MATERIAL PROVIDED:
⟨

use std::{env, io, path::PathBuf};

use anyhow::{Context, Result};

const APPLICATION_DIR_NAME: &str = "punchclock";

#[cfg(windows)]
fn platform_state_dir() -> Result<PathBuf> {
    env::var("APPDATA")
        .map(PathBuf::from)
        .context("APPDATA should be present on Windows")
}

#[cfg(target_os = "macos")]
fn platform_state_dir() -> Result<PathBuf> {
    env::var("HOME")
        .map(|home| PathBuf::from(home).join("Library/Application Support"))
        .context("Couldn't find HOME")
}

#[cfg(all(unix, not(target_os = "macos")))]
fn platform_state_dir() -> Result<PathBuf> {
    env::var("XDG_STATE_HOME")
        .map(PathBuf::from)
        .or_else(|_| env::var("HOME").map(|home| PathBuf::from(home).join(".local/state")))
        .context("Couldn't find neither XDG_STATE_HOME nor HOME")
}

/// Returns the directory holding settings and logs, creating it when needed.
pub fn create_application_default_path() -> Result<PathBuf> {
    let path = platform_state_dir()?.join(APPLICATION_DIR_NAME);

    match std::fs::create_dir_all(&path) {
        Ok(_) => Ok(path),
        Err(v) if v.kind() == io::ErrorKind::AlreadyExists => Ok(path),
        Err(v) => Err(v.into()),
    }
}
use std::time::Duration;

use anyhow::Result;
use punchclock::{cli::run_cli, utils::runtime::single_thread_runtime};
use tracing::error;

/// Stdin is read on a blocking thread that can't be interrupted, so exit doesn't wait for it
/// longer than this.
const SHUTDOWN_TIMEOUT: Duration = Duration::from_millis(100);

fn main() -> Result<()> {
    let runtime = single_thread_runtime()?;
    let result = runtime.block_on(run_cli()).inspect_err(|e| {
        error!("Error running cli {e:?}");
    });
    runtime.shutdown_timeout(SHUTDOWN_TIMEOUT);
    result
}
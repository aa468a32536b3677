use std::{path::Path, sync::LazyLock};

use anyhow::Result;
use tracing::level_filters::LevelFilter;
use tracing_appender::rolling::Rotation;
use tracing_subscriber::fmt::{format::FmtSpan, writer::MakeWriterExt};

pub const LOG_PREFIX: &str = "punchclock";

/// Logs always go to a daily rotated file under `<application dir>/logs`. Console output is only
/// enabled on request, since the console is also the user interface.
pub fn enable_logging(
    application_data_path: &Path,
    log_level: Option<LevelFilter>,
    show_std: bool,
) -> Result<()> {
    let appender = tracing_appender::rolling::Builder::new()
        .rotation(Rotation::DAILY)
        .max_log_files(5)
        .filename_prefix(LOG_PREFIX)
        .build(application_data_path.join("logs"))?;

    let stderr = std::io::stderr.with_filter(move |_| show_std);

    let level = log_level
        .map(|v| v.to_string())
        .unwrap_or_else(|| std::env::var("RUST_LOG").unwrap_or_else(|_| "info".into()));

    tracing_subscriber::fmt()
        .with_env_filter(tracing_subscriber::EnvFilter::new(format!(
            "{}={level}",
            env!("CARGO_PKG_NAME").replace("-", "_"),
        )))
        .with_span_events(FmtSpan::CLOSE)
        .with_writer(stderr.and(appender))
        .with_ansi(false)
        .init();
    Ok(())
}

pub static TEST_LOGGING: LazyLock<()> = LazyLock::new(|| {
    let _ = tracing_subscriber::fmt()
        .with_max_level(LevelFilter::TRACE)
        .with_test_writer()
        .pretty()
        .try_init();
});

⟩

Show all lines from the data that contain "Couldn".

EXERCISE OUTPUT:
        .context("Couldn't find HOME")
        .context("Couldn't find neither XDG_STATE_HOME nor HOME")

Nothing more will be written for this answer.